With the help of their Professor of Marriage Arts class, Newt Gingrich, Harry, Ron, and Hermione make their way to a secret vault deep under the country of Greece, where they discover a NASA control room, a television studio, and a scale model of the International Space Station and the Shuttle Atlantis coupled in front of a green screen. Realizing they have potentially solved the deficit crisis by exposing an entitlement-sucking NASA conspiracy, they decide they must find a non-biased news outlet with journalists they can trust to inform the world.

Their efforts to spread the truth are quickly thwarted by a three-headed dog, several dragons, and a giant ostrich dispatched to cover the story by the liberal media.

In a panic, Harry takes matters into his own hands by posting a tweet of the incident while Ron inexplicable uploads a picture of himself posing under the Cloak of Invisibility to Facebook.
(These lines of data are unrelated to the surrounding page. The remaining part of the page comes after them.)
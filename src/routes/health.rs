use axum::extract::State;
use axum::http::StatusCode;
use axum::response::{IntoResponse, Response};
use axum::routing::get;
use axum::{Json, Router};
use chrono::{DateTime, SecondsFormat, Utc};
use serde::Serialize;

use crate::state::AppState;

pub fn router() -> Router<AppState> {
    Router::new()
        .route("/", get(root))
        .route("/live", get(live))
        .route("/ready", get(ready))
}

#[derive(Serialize)]
struct HealthResponse {
    status: &'static str,
    database: &'static str,
    cache: &'static str,
    timestamp: String,
    uptime: u64,
}

#[derive(Serialize)]
struct LiveResponse {
    status: &'static str,
}

async fn root(State(state): State<AppState>) -> Response {
    let db_ok = match state.db_proxy() {
        Some(proxy) => proxy.health_status().await.healthy,
        None => false,
    };
    let cache_ok = state.cache().is_connected().await;

    let response = HealthResponse {
        status: if db_ok { "ok" } else { "degraded" },
        database: if db_ok { "connected" } else { "disconnected" },
        cache: if cache_ok { "connected" } else { "disconnected" },
        timestamp: now_iso(),
        uptime: state.uptime_seconds(),
    };

    let status_code = if db_ok {
        StatusCode::OK
    } else {
        StatusCode::SERVICE_UNAVAILABLE
    };
    (status_code, Json(response)).into_response()
}

async fn live() -> Response {
    Json(LiveResponse { status: "ok" }).into_response()
}

async fn ready(State(state): State<AppState>) -> Response {
    let ready = match state.db_proxy() {
        Some(proxy) => proxy.health_status().await.healthy,
        None => false,
    };

    if ready {
        Json(LiveResponse { status: "ready" }).into_response()
    } else {
        (
            StatusCode::SERVICE_UNAVAILABLE,
            Json(LiveResponse { status: "not_ready" }),
        )
            .into_response()
    }
}

fn now_iso() -> String {
    DateTime::<Utc>::from(std::time::SystemTime::now()).to_rfc3339_opts(SecondsFormat::Millis, true)
}
#[derive(Debug, Clone)]
pub struct RankCheckOutcome {
    pub all: Option<MilestoneResult>,
    pub this_week: Option<MilestoneResult>,
    pub rewards: Option<Vec<Reward>>,
}

impl RankCheckOutcome {
    fn empty() -> Self {
        Self {
            all: None,
            this_week: None,
            rewards: None,
        }
    }
}

/// Hashtags embedded in the review body, order-preserving and deduplicated.
pub fn extract_tags(contents: &str) -> Vec<String> {
    let mut found: Vec<String> = Vec::new();

    for token in contents.split_whitespace() {
        let Some(rest) = token.strip_prefix('#') else {
            continue;
        };
        let tag: String = rest
            .chars()
            .filter(|c| c.is_alphanumeric() || *c == '.' || *c == '_')
            .collect();
        if !tag.is_empty() && !found.contains(&tag) {
            found.push(tag);
        }
    }

    found
}

pub async fn create_review(
    ctx: &ReviewContext,
    input: CreateReviewInput,
) -> Result<CreateReviewOutcome, ReviewError> {
    let pool = ctx.proxy.pool();

    let user = users::get_user(pool, input.user_id)
        .await?
        .ok_or_else(|| ReviewError::NotFound("用户不存在".to_string()))?;

    if !(1..=5).contains(&input.rating) {
        return Err(ReviewError::Validation("评分必须在1-5之间".to_string()));
    }
    if input.contents.trim().is_empty() {
        return Err(ReviewError::Validation("点评内容不能为空".to_string()));
    }

    let product = products::get_display_product(pool, input.product_id)
        .await?
        .ok_or_else(|| ReviewError::NotFound("商品不存在".to_string()))?;

    if reviews::get_user_review_for_product(pool, input.user_id, input.product_id)
        .await?
        .is_some()
    {
        return Err(ReviewError::Conflict("已经点评过该商品".to_string()));
    }

    // Clean slate before scoring: rebuild this user's leaderboard entries
    // from history so any prior corruption cannot compound. Leaderboard
    // trouble is absorbed here; the relational write must not depend on it.
    match score_reset::reset_rank(&ctx.proxy, &ctx.leaderboard, input.user_id).await {
        Ok(()) => {}
        Err(ResetError::Sql(err)) => return Err(ReviewError::Sql(err)),
        Err(ResetError::Points(err)) => return Err(ReviewError::Points(err)),
        Err(ResetError::Leaderboard(err)) => {
            warn!(user_id = input.user_id, error = %err, "pre-create reset failed");
            enqueue_repair(&ctx.proxy, input.user_id, "pre-create reset").await;
        }
    }

    let now = time::sortable_now();
    let tag_names = extract_tags(&input.contents);
    let tag_joined = tag_names.join(",");

    let mut tx = pool.begin().await?;

    let review_id = match reviews::insert_review(
        &mut tx,
        input.user_id,
        input.product_id,
        input.rating,
        &input.contents,
        input.ip_address.as_deref(),
        &now,
    )
    .await
    {
        Ok(id) => id,
        Err(err) if reviews::is_unique_violation(&err) => {
            // Lost the uniqueness race against a concurrent create.
            return Err(ReviewError::Conflict("已经点评过该商品".to_string()));
        }
        Err(err) => return Err(ReviewError::Sql(err)),
    };

    users::adjust_review_counters(&mut tx, input.user_id, 1).await?;
    tags::attach_tags(&mut tx, review_id, &tag_names, &now).await?;
    reviews::set_review_tag(&mut tx, review_id, &tag_joined).await?;

    // This review is a first-review candidate when it is the only displayed
    // review of the product. The ledger's primary key settles concurrent
    // claims; losing that race just means not-first.
    let product_review_count = reviews::count_reviews_for_product(&mut *tx, input.product_id).await?;
    let is_first = if product_review_count == 1 {
        first_review::record_if_first(&mut *tx, input.product_id, input.user_id, &now).await?
    } else {
        false
    };

    tx.commit().await?;

    let goods = products::get_goods_info(pool, input.product_id).await.ok().flatten();
    let document = build_document(
        review_id,
        input.rating,
        &input.contents,
        "N",
        true,
        0,
        &now,
        &tag_joined,
        &user,
        &product,
        goods,
    );

    ctx.effect_runner()
        .process(vec![
            SideEffect::SearchUpsert(Box::new(document)),
            SideEffect::SetReviewWritten {
                user_id: input.user_id,
                is_first,
            },
        ])
        .await;

    ctx.events.publish(ReviewEvent::ReviewCreated(ReviewCreatedPayload {
        review_id,
        user_id: input.user_id,
        product_id: input.product_id,
        rating: input.rating,
        timestamp: Utc::now(),
    }));

    let review_count = reviews::count_active_reviews(pool, input.user_id).await?;

    Ok(CreateReviewOutcome {
        review_id,
        review_count,
    })
}
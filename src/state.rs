use std::sync::atomic::{AtomicBool, Ordering};
use std::sync::Arc;
use std::time::{Instant, SystemTime};

use tracing::warn;

use crate::cache::CacheStore;
use crate::core::EventBus;
use crate::db::DatabaseProxy;
use crate::leaderboard::Leaderboard;
use crate::search::SearchIndex;
use crate::services::reviews::ReviewContext;

#[derive(Debug)]
pub struct RuntimeConfig {
    pub redis_enabled: AtomicBool,
}

impl RuntimeConfig {
    pub fn new() -> Self {
        Self {
            redis_enabled: AtomicBool::new(true),
        }
    }

    pub fn is_redis_enabled(&self) -> bool {
        self.redis_enabled.load(Ordering::Relaxed)
    }
}

impl Default for RuntimeConfig {
    fn default() -> Self {
        Self::new()
    }
}

#[derive(Clone)]
pub struct AppState {
    started_at: Instant,
    started_at_system: SystemTime,
    db_proxy: Option<Arc<DatabaseProxy>>,
    cache: Arc<CacheStore>,
    leaderboard: Arc<Leaderboard>,
    search: Arc<SearchIndex>,
    event_bus: Arc<EventBus>,
    runtime: Arc<RuntimeConfig>,
}

impl AppState {
    pub fn new(
        db_proxy: Option<Arc<DatabaseProxy>>,
        cache: Arc<CacheStore>,
        leaderboard: Arc<Leaderboard>,
        search: Arc<SearchIndex>,
    ) -> Self {
        Self {
            started_at: Instant::now(),
            started_at_system: SystemTime::now(),
            db_proxy,
            cache,
            leaderboard,
            search,
            event_bus: Arc::new(EventBus::new()),
            runtime: Arc::new(RuntimeConfig::new()),
        }
    }

    /// Builds the store set from the environment. Redis backs the
    /// leaderboard and flag cache when reachable; otherwise both degrade to
    /// the in-process variants with identical semantics.
    pub async fn from_env(db_proxy: Option<Arc<DatabaseProxy>>) -> Self {
        let redis_url = std::env::var("REDIS_URL").ok().filter(|v| !v.trim().is_empty());

        let (cache, leaderboard) = match redis_url {
            Some(url) => {
                let leaderboard = match Leaderboard::connect(&url).await {
                    Ok(store) => store,
                    Err(err) => {
                        warn!(error = %err, "redis unreachable, using in-memory leaderboard");
                        Leaderboard::memory()
                    }
                };
                let cache = match CacheStore::connect(&url).await {
                    Ok(store) => store,
                    Err(err) => {
                        warn!(error = %err, "redis unreachable, using in-memory cache");
                        CacheStore::memory()
                    }
                };
                (cache, leaderboard)
            }
            None => (CacheStore::memory(), Leaderboard::memory()),
        };

        Self::new(
            db_proxy,
            Arc::new(cache),
            Arc::new(leaderboard),
            Arc::new(SearchIndex::from_env()),
        )
    }

    pub fn uptime_seconds(&self) -> u64 {
        self.started_at.elapsed().as_secs()
    }

    pub fn started_at_system(&self) -> SystemTime {
        self.started_at_system
    }

    pub fn db_proxy(&self) -> Option<Arc<DatabaseProxy>> {
        self.db_proxy.clone()
    }

    pub fn cache(&self) -> Arc<CacheStore> {
        Arc::clone(&self.cache)
    }

    pub fn leaderboard(&self) -> Arc<Leaderboard> {
        Arc::clone(&self.leaderboard)
    }

    pub fn search(&self) -> Arc<SearchIndex> {
        Arc::clone(&self.search)
    }

    pub fn event_bus(&self) -> Arc<EventBus> {
        Arc::clone(&self.event_bus)
    }

    pub fn runtime(&self) -> Arc<RuntimeConfig> {
        Arc::clone(&self.runtime)
    }

    /// The full store bundle the review lifecycle needs, or None while the
    /// relational store is unavailable.
    pub fn review_context(&self) -> Option<ReviewContext> {
        let proxy = self.db_proxy.clone()?;
        Some(ReviewContext {
            proxy,
            leaderboard: Arc::clone(&self.leaderboard),
            search: Arc::clone(&self.search),
            cache: Arc::clone(&self.cache),
            events: Arc::clone(&self.event_bus),
        })
    }
}
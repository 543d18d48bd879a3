use serde::Serialize;
use sqlx::{PgPool, Postgres, QueryBuilder, Row, Transaction};

#[derive(Debug, Clone)]
pub struct UserRow {
    pub id: i64,
    pub nickname: String,
    pub profile_image: Option<String>,
    pub review_count: i32,
    pub score: i32,
    pub like_count: i32,
    pub is_blinded: i32,
    pub is_black: i32,
    pub is_active: i32,
}

impl UserRow {
    /// Whether this user's reviews contribute to the leaderboards.
    pub fn is_scorable(&self) -> bool {
        self.is_active == 1 && self.is_blinded == 0 && self.is_black == 0
    }
}

#[derive(Debug, Clone, Serialize)]
#[serde(rename_all = "camelCase")]
pub struct UserBrief {
    pub id: i64,
    pub nickname: String,
    pub profile_image: Option<String>,
}

pub async fn get_user(pool: &PgPool, user_id: i64) -> Result<Option<UserRow>, sqlx::Error> {
    let row = sqlx::query(
        r#"SELECT "id","nickname","profileImage","reviewCount","score","likeCount",
           "isBlinded","isBlack","isActive"
           FROM "users" WHERE "id" = $1 LIMIT 1"#,
    )
    .bind(user_id)
    .fetch_optional(pool)
    .await?;

    Ok(row.map(|r| map_user_row(&r)))
}

pub async fn get_users_brief(
    pool: &PgPool,
    user_ids: &[i64],
) -> Result<Vec<UserBrief>, sqlx::Error> {
    if user_ids.is_empty() {
        return Ok(Vec::new());
    }

    let mut qb = QueryBuilder::<Postgres>::new(
        r#"SELECT "id","nickname","profileImage" FROM "users" WHERE "id" IN ("#,
    );
    let mut sep = qb.separated(", ");
    for id in user_ids {
        sep.push_bind(id);
    }
    sep.push_unseparated(")");

    let rows = qb.build().fetch_all(pool).await?;

    Ok(rows
        .iter()
        .map(|row| UserBrief {
            id: row.try_get("id").unwrap_or_default(),
            nickname: row.try_get("nickname").unwrap_or_default(),
            profile_image: row.try_get("profileImage").ok(),
        })
        .collect())
}

/// Adjusts the per-user review/activity counters inside the lifecycle
/// transaction. `delta` is +1 on create and -1 on delete.
pub async fn adjust_review_counters(
    tx: &mut Transaction<'_, Postgres>,
    user_id: i64,
    delta: i32,
) -> Result<(), sqlx::Error> {
    sqlx::query(
        r#"UPDATE "users"
           SET "reviewCount" = "reviewCount" + $1, "score" = "score" + $1
           WHERE "id" = $2"#,
    )
    .bind(delta)
    .bind(user_id)
    .execute(&mut **tx)
    .await?;
    Ok(())
}

fn map_user_row(row: &sqlx::postgres::PgRow) -> UserRow {
    UserRow {
        id: row.try_get("id").unwrap_or_default(),
        nickname: row.try_get("nickname").unwrap_or_default(),
        profile_image: row.try_get("profileImage").ok(),
        review_count: row.try_get("reviewCount").unwrap_or(0),
        score: row.try_get("score").unwrap_or(0),
        like_count: row.try_get("likeCount").unwrap_or(0),
        is_blinded: row.try_get("isBlinded").unwrap_or(0),
        is_black: row.try_get("isBlack").unwrap_or(0),
        is_active: row.try_get("isActive").unwrap_or(1),
    }
}
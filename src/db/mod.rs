pub mod config;
pub mod migrate;
pub mod operations;

mod health_monitor;

use std::sync::Arc;

use sqlx::postgres::PgPoolOptions;
use sqlx::PgPool;
use thiserror::Error;
use tokio::sync::RwLock;
use tracing::warn;

use crate::db::config::{DbConfig, DbConfigError};
use crate::db::health_monitor::{HealthCheckResult, HealthTracker};

pub use crate::db::health_monitor::HealthCheckSnapshot;

#[derive(Clone)]
pub struct DatabaseProxy {
    config: DbConfig,
    pool: PgPool,
    health: Arc<RwLock<HealthTracker>>,
}

impl DatabaseProxy {
    pub async fn from_env() -> Result<Arc<Self>, DbInitError> {
        let config = DbConfig::from_env()?;

        let pool = PgPoolOptions::new()
            .max_connections(config.max_connections)
            .acquire_timeout(config.acquire_timeout)
            .connect(&config.primary_url)
            .await
            .map_err(DbInitError::Sqlx)?;

        migrate::run_migrations(&pool).await?;

        let proxy = Arc::new(Self {
            health: Arc::new(RwLock::new(HealthTracker::new(config.health_check.clone()))),
            config,
            pool,
        });

        proxy.start_health_monitor();

        Ok(proxy)
    }

    pub fn pool(&self) -> &PgPool {
        &self.pool
    }

    pub fn connection_string(&self) -> &str {
        &self.config.primary_url
    }

    pub async fn health_status(&self) -> HealthCheckSnapshot {
        let tracker = self.health.read().await;
        tracker.snapshot()
    }
}

impl DatabaseProxy {
    fn start_health_monitor(self: &Arc<Self>) {
        let proxy = Arc::clone(self);
        tokio::spawn(async move {
            proxy.health_monitor_loop().await;
        });
    }

    async fn health_monitor_loop(self: Arc<Self>) {
        let interval = self.config.health_check.interval;
        let timeout = self.config.health_check.timeout;

        loop {
            let start = tokio::time::Instant::now();
            let check = tokio::time::timeout(
                timeout,
                sqlx::query("SELECT 1").execute(&self.pool),
            )
            .await;

            let result = match check {
                Ok(Ok(_)) => HealthCheckResult::healthy(start.elapsed()),
                Ok(Err(err)) => HealthCheckResult::unhealthy(err.to_string()),
                Err(_) => HealthCheckResult::unhealthy("health check timed out".to_string()),
            };

            {
                let mut tracker = self.health.write().await;
                tracker.process(result);
                if tracker.is_degraded() {
                    warn!(
                        consecutive_failures = tracker.snapshot().consecutive_failures,
                        "database health degraded"
                    );
                }
            }

            tokio::time::sleep(interval).await;
        }
    }
}

#[derive(Debug, Error)]
pub enum DbInitError {
    #[error(transparent)]
    Config(#[from] DbConfigError),
    #[error(transparent)]
    Migration(#[from] migrate::MigrationError),
    #[error(transparent)]
    Sqlx(sqlx::Error),
}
Unfortunately the cloak has dropped and Ron is seen standing in his underwear.

The Death Eaters seize the photo and instantly brand Ron a Weasley Congressman in bold headlines, posting the rather large grainy picture on Page One along with insets of Dominique Strauss-Kahn celebrating Bastille Day in handcuffs, the happy-go-lucky muggle who caught Derek Jeter’s 3,000th hit at Yankee Stadium, and a woman in a bikini.

Fortunately J.K. Rowling picks up Harry Potter’s story and Jon Stewart finally exposes the truth on The Daily Show.

Which is why I know so much about the movie.

OK, by now you have figured out that I have never really seen the Harry Potter movies. However, I do from time to time catch our local news, which is how I come by this all of the late breaking movie buzz I am irresponsibly passing on to you now as a credible columnist.

Maybe I should start watching Entertainment Tonight.